Location of putative substrate-binding residues in Smlt1473. A–D, homology model of Smlt1473 built with Swiss-Model and Protein Data Bank code 1QAZ. Images were generated in PyMOL. Predicted catalytic residues (Asn¹⁶⁷, His¹⁶⁸, Arg²¹⁵, and Tyr²²²) are highlighted in white. Putative substrate-binding residues of interest are highlighted in black. E–H, percent change in specific activity of mutant lyases from wild-type Smlt1473 for HA at pH 5, poly-GlcUA at pH 7, and poly-ManA at pH 9. Enzymatic activity was monitored by change in absorbance at 235 nm. All reactions were performed in triplicate, and error is reported as standard deviation.
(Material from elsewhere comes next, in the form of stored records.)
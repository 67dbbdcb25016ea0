//! Chat message type.

use crate::Author;
use chrono::{DateTime, Utc};
use serde::{Deserialize, Serialize};

/// A chat message. Always belongs to exactly one card.
#[derive(Debug, Clone, PartialEq, Serialize, Deserialize)]
pub struct Message {
    pub id: String,
    pub text: String,
    pub card_id: String,
    pub author: Author,
    pub created: DateTime<Utc>,
    pub updated: DateTime<Utc>,
}

impl Message {
    /// Whether the message was written by the profile with the given id.
    pub fn is_authored_by(&self, profile_id: &str) -> bool {
        self.author.is(profile_id)
    }
}
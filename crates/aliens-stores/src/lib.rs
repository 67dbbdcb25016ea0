//! Client-side state stores.
//!
//! Each store owns one slice of application state: the card list, the
//! per-card message slots, and the route guard. Stores are shared behind
//! `Arc` and talk to the backend through one [`PocketBaseClient`].
//!
//! [`PocketBaseClient`]: aliens_backend::PocketBaseClient

mod cards;
mod error;
mod guard;
mod messages;

pub use cards::{CardPatch, CardStore, NewCard, ALL_LANGUAGES};
pub use error::{StoreError, StoreResult};
pub use guard::{guard_decision, GuardAction, GuardOutcome, GuardState, RouteGuard};
pub use messages::{MessageCache, MessageStore, RealtimeSyncHandle};
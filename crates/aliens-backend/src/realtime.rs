//! Realtime change-feed client.
//!
//! The backend pushes `{action, record}` change events per collection over a
//! server-sent-events stream: the first event (`PB_CONNECT`) carries a client
//! id, which the client echoes back in a subscription request naming the
//! collections it wants. The connection re-establishes itself with
//! exponential backoff when it drops.

use crate::{BackendError, BackendResult};
use futures_util::StreamExt;
use serde::{Deserialize, Serialize};
use std::sync::Arc;
use tokio::sync::{broadcast, Notify, RwLock};
use tokio::time::Duration;
use tracing::{debug, error, info, warn};

/// Realtime client configuration.
#[derive(Debug, Clone)]
pub struct RealtimeConfig {
    /// Base reconnect delay in seconds.
    pub reconnect_base_delay_secs: u64,
    /// Maximum reconnect delay in seconds.
    pub reconnect_max_delay_secs: u64,
    /// Maximum reconnect attempts.
    pub max_reconnect_attempts: u32,
}

impl Default for RealtimeConfig {
    fn default() -> Self {
        Self {
            reconnect_base_delay_secs: 2,
            reconnect_max_delay_secs: 30,
            max_reconnect_attempts: 10,
        }
    }
}

/// Connection state.
#[derive(Debug, Clone, Copy, PartialEq, Eq)]
pub enum ConnectionState {
    Disconnected,
    Connecting,
    Subscribing,
    Connected,
}

/// Change action carried by a record event.
#[derive(Debug, Clone, Copy, PartialEq, Eq, Serialize, Deserialize)]
#[serde(rename_all = "lowercase")]
pub enum RecordAction {
    Create,
    Update,
    Delete,
}

/// A record change pushed by the backend. The record payload carries no
/// relation expansion; consumers re-fetch when they need the author.
#[derive(Debug, Clone)]
pub struct RecordEvent {
    /// Collection (subscription topic) the change belongs to.
    pub topic: String,
    pub action: RecordAction,
    pub record: serde_json::Value,
}

/// Events emitted by the realtime client.
#[derive(Debug, Clone)]
pub enum RealtimeEvent {
    /// Subscription established.
    Connected,
    /// Feed dropped (reconnect may follow).
    Disconnected(Option<String>),
    /// A record change on a subscribed collection.
    Record(RecordEvent),
    /// Error occurred.
    Error(String),
}

#[derive(Debug, Deserialize)]
struct ConnectPayload {
    #[serde(rename = "clientId")]
    client_id: String,
}

#[derive(Debug, Deserialize)]
struct RecordPayload {
    action: RecordAction,
    record: serde_json::Value,
}

/// One parsed server-sent event.
#[derive(Debug, Clone, Default, PartialEq)]
pub struct SseMessage {
    pub id: Option<String>,
    pub event: Option<String>,
    pub data: String,
}

/// Incremental UTF-8 decoder for the raw byte stream.
///
/// Network chunks can split a multi-byte character; an incomplete trailing
/// sequence is held back until the next chunk instead of being mangled into
/// replacement characters. Genuinely invalid bytes decode lossily.
#[derive(Debug, Default)]
struct Utf8StreamDecoder {
    pending: Vec<u8>,
}

impl Utf8StreamDecoder {
    /// Consume a chunk and return everything decodable so far.
    fn decode(&mut self, chunk: &[u8]) -> String {
        self.pending.extend_from_slice(chunk);
        let mut out = String::new();

        loop {
            match std::str::from_utf8(&self.pending) {
                Ok(text) => {
                    out.push_str(text);
                    self.pending.clear();
                    return out;
                }
                Err(e) => {
                    let valid = e.valid_up_to();
                    out.push_str(std::str::from_utf8(&self.pending[..valid]).unwrap_or(""));
                    match e.error_len() {
                        // Invalid sequence: replace it and keep going.
                        Some(len) => {
                            out.push(char::REPLACEMENT_CHARACTER);
                            self.pending.drain(..valid + len);
                        }
                        // Incomplete trailing character: wait for more bytes.
                        None => {
                            self.pending.drain(..valid);
                            return out;
                        }
                    }
                }
            }
        }
    }
}

/// Incremental parser for an SSE byte stream.
///
/// Feed decoded chunks in any split; complete events (terminated by a blank
/// line) come back out.
#[derive(Debug, Default)]
pub struct SseParser {
    buffer: String,
}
Residues are organized into four groups as follows: residues located in the positive patch (Lys⁴², Lys¹⁶², Arg¹⁶³, and Arg²¹⁸; A and E) and residues whose mutation favors poly-ManA cleavage (His²²¹, Tyr²²⁵; B and F), poly-GlcUA cleavage (Tyr¹¹⁵, Arg³¹²; C and G), and poly-ManA/poly-GlcUA cleavage (Trp¹⁷¹; D and H).

FIGURE 4.

Percent change in enzyme efficiency (k_cat/K_m) of Smlt1473 mutants from wild type for poly-GlcUA at pH 7 and poly-ManA at pH 9.

FIGURE 5.

Heat map of putative substrate-binding residues with respect to substrate specificity. Surface model (A) and stick model (B) of Smlt1473 built with Swiss-Model and Protein Data Bank code 1QAZ. Images were generated in PyMOL. Predicted catalytic residues (Asn¹⁶⁷, His¹⁶⁸, Arg²¹⁵, and Tyr²²²) are highlighted in white. Each putative substrate-binding residue is colored according to the effect of mutating each residue on activity toward HA (red), poly-GlcUA (green), and poly-ManA (blue). The specific activity of the mutants against each substrate was scaled to the intensity of the corresponding color. The hydrogen bond between Tyr²²⁵ and Arg³¹² is highlighted by a yellow dashed line.

FIGURE 6.

Structural differences between poly-ManA and poly-GlcUA. Top, chair diagram of GlcUA and ManA, which are C2 epimers of each other. The C2 hydroxyl group is pointing down in the equatorial position for GlcUA and pointing up in the axial position for ManA. Bottom, three-dimensional structure of poly-GlcUA in a 2₁ helix (41) and poly-ManA in 3₂ helix (42). Structures were downloaded from PolySac3Db and rendered in PyMOL.